**What is being asked:**
Beginning with the line below that contains "pub fn len(&self)" and ending with the line that contains "Last captured event.", copy every line exactly. Copy nothing else.

----

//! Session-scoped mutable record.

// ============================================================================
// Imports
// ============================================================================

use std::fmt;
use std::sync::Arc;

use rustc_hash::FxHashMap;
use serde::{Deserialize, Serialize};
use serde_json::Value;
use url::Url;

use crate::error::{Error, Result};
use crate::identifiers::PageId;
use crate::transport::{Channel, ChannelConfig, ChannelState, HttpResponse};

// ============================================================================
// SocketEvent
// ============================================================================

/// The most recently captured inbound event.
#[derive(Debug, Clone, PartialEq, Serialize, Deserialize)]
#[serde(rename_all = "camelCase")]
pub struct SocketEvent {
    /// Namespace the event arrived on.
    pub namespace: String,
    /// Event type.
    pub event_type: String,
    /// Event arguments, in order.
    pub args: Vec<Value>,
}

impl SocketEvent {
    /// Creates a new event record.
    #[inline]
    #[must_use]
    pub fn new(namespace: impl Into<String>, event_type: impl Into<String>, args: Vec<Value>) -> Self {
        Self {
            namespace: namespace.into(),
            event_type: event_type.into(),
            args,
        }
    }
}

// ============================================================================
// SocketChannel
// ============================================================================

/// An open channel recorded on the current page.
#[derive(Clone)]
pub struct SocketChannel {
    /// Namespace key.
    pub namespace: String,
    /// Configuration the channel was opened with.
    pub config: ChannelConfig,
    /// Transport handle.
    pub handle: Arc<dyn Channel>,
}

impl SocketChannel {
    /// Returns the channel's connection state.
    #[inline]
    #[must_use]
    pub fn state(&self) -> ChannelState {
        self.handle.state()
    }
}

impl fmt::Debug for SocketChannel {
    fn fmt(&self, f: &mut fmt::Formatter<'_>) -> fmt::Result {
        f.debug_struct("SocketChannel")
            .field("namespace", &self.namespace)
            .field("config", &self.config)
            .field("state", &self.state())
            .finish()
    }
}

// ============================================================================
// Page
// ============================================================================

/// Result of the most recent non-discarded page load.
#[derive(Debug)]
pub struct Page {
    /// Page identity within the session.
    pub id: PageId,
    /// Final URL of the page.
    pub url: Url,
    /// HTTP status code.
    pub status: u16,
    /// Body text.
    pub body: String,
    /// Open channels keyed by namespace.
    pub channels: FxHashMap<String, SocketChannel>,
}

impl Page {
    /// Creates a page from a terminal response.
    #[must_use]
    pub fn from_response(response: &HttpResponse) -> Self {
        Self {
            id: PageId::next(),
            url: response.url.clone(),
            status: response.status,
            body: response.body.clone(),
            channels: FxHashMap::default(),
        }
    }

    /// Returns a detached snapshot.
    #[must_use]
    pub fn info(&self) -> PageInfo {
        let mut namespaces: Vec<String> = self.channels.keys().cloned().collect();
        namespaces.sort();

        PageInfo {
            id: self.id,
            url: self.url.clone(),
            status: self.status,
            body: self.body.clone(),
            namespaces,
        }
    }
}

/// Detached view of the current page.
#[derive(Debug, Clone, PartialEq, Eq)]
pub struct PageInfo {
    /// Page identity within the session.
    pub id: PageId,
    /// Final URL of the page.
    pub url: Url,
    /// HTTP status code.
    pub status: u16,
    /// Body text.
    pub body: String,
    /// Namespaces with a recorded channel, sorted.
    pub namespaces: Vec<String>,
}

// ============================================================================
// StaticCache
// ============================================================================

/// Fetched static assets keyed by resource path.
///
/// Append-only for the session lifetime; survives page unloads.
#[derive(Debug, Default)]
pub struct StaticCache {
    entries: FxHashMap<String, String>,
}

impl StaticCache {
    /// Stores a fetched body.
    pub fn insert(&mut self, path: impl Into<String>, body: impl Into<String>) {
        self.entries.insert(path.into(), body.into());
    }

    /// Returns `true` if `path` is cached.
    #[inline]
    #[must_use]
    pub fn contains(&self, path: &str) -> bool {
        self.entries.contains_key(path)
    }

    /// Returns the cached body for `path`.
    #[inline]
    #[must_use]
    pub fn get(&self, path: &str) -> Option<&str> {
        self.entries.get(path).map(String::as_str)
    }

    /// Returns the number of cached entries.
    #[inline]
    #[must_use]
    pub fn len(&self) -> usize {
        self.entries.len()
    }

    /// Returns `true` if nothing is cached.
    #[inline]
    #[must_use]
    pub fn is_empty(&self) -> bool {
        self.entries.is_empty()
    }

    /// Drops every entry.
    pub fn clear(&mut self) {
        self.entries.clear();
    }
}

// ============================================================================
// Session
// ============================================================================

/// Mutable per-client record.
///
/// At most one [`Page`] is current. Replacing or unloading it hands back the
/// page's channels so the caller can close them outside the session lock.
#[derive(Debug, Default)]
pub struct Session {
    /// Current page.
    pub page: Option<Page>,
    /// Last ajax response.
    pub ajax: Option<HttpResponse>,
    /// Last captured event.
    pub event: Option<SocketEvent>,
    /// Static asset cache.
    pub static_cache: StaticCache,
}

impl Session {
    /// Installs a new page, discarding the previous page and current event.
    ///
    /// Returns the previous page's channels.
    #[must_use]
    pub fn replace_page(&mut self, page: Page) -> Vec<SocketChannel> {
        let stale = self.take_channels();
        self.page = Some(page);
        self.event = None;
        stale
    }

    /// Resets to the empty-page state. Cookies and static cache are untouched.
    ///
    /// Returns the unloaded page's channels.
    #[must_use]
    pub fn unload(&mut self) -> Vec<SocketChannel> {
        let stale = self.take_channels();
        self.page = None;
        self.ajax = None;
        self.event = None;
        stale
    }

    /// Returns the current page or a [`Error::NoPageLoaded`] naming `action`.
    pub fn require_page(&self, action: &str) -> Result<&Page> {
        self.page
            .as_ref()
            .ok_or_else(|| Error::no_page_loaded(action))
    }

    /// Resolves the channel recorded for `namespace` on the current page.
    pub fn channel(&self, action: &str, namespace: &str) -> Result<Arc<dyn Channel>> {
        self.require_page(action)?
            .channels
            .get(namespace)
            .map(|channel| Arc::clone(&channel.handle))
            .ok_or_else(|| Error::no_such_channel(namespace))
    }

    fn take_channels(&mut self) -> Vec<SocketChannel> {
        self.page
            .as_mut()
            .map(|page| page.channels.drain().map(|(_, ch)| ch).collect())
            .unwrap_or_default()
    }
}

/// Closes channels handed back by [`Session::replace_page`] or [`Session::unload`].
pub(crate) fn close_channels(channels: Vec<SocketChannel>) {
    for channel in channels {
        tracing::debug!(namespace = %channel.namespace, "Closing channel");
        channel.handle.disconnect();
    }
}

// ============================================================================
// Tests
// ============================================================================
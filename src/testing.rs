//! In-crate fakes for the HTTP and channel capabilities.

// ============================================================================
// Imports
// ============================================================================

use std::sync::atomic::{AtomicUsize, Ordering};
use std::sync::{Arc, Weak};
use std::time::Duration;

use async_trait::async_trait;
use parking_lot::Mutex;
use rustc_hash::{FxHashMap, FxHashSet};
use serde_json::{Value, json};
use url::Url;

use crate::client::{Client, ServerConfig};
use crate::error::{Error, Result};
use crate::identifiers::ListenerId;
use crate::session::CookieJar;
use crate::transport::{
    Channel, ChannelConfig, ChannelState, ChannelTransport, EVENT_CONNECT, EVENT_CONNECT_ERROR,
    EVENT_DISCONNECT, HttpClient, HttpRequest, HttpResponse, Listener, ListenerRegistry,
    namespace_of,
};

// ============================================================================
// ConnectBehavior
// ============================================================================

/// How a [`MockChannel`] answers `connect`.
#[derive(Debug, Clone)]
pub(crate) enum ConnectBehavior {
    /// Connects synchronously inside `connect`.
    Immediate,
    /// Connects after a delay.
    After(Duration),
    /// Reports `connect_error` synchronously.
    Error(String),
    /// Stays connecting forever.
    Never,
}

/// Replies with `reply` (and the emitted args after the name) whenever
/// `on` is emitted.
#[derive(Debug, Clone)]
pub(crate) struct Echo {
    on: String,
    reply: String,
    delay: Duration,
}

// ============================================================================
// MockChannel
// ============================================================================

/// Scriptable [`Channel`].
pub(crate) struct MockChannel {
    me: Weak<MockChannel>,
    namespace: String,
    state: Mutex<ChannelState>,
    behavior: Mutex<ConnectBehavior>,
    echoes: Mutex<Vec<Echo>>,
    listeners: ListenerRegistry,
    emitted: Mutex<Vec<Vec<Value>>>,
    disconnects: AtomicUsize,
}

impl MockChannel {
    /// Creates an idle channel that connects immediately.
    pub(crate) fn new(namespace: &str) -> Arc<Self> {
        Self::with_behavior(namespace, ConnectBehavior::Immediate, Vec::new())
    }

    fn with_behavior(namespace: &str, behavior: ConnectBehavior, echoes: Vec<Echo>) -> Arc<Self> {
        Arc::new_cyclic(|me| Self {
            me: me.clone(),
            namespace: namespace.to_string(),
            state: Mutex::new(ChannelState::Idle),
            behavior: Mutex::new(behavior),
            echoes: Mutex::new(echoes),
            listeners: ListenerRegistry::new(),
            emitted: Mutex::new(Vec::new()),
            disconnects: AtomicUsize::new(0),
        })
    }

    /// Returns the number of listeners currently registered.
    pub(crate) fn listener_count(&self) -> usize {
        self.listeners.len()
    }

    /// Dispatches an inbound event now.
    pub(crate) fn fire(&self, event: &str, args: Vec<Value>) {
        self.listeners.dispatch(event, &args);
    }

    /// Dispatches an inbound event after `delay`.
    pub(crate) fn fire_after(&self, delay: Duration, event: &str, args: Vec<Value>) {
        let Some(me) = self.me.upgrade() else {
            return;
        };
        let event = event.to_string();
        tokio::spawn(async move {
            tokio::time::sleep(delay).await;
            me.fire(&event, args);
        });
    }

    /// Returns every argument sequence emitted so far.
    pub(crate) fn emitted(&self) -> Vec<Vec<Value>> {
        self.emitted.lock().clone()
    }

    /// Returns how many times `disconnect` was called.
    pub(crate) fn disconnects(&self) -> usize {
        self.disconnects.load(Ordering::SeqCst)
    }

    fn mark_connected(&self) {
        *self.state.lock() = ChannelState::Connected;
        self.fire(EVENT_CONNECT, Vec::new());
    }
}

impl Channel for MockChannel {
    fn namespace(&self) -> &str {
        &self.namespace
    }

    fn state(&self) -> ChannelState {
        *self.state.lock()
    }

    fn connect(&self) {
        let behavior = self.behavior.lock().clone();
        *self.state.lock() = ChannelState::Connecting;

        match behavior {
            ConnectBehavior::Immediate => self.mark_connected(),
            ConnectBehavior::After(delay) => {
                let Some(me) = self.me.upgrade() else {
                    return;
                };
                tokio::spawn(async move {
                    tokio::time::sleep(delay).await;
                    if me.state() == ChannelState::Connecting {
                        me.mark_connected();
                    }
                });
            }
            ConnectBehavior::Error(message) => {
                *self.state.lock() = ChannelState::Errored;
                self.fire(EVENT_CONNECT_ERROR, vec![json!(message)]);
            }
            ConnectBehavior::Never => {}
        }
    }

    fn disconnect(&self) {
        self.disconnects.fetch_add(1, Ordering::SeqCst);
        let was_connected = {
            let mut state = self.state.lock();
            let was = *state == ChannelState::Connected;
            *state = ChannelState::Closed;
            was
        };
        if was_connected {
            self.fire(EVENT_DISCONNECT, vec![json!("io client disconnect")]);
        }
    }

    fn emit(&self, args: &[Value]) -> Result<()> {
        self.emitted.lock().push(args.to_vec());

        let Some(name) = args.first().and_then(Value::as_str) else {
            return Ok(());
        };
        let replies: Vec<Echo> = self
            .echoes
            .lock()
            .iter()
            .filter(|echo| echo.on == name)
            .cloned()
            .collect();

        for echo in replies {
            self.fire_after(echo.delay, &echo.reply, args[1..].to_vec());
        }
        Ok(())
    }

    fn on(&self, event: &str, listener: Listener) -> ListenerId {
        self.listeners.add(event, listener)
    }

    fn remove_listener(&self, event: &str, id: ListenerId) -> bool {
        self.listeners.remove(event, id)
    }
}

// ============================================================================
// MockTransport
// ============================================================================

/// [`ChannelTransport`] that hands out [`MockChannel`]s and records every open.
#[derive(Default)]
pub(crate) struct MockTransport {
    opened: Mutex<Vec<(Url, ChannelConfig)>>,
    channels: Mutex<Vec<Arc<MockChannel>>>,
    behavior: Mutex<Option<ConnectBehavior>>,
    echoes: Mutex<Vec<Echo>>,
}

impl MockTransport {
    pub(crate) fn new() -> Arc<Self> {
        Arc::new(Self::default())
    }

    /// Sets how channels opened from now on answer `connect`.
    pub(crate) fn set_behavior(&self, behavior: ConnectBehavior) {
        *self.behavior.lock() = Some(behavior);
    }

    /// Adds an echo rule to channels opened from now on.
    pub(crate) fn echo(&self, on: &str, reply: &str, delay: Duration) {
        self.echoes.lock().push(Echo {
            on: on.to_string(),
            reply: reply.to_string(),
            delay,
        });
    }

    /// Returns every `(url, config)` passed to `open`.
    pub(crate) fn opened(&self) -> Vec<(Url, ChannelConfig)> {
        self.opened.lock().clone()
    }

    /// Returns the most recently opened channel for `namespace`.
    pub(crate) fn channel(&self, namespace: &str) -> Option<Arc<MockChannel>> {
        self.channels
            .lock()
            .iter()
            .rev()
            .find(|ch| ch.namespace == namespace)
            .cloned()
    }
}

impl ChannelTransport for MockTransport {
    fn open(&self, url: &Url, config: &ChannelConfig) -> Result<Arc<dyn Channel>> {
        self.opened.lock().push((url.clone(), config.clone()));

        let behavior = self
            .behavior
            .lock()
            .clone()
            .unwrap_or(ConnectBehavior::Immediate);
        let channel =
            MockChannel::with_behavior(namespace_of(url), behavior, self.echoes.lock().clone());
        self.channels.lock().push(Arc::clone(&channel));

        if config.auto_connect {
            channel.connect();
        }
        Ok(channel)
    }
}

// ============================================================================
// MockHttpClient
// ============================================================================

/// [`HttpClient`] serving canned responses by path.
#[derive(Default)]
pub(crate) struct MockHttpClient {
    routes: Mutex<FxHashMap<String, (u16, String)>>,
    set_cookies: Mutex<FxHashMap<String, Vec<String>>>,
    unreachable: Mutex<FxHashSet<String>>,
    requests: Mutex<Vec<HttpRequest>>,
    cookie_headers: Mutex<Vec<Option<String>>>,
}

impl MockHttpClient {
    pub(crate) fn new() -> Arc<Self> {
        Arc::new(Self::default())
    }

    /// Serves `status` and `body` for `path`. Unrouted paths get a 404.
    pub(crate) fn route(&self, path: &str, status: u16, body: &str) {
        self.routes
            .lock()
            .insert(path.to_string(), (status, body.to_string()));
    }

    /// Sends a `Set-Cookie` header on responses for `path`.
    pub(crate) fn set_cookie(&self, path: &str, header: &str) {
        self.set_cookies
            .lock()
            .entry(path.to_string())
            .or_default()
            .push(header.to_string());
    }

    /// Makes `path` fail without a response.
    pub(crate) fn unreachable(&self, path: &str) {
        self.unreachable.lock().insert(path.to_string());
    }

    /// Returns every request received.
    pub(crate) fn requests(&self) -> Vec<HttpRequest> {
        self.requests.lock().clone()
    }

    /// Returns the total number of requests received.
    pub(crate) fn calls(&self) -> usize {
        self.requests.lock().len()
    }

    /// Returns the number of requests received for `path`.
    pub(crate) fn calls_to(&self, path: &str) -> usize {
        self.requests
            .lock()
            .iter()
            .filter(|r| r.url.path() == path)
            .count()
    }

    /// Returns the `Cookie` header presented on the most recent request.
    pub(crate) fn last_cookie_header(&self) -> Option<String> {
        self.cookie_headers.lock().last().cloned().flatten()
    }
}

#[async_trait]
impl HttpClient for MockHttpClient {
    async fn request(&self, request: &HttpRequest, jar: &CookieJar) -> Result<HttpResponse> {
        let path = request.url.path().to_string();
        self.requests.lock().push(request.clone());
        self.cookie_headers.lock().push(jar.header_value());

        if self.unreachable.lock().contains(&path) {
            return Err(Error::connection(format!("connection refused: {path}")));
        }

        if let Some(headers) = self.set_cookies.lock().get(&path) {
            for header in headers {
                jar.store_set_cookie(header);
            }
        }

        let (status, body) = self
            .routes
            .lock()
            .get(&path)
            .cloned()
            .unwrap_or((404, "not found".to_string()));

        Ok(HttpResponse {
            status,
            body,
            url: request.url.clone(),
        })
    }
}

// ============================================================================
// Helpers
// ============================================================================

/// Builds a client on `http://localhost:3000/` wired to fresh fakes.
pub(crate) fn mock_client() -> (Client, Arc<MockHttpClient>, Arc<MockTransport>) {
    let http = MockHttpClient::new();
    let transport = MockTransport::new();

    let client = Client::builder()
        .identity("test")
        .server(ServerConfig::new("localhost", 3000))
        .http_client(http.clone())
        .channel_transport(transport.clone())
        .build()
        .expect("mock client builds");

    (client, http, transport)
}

----

**Response below:**
    pub fn len(&self) -> usize {
        self.entries.len()
    }

    /// Returns `true` if nothing is cached.
    #[inline]
    #[must_use]
    pub fn is_empty(&self) -> bool {
        self.entries.is_empty()
    }

    /// Drops every entry.
    pub fn clear(&mut self) {
        self.entries.clear();
    }
}

// ============================================================================
// Session
// ============================================================================

/// Mutable per-client record.
///
/// At most one [`Page`] is current. Replacing or unloading it hands back the
/// page's channels so the caller can close them outside the session lock.
#[derive(Debug, Default)]
pub struct Session {
    /// Current page.
    pub page: Option<Page>,
    /// Last ajax response.
    pub ajax: Option<HttpResponse>,
    /// Last captured event.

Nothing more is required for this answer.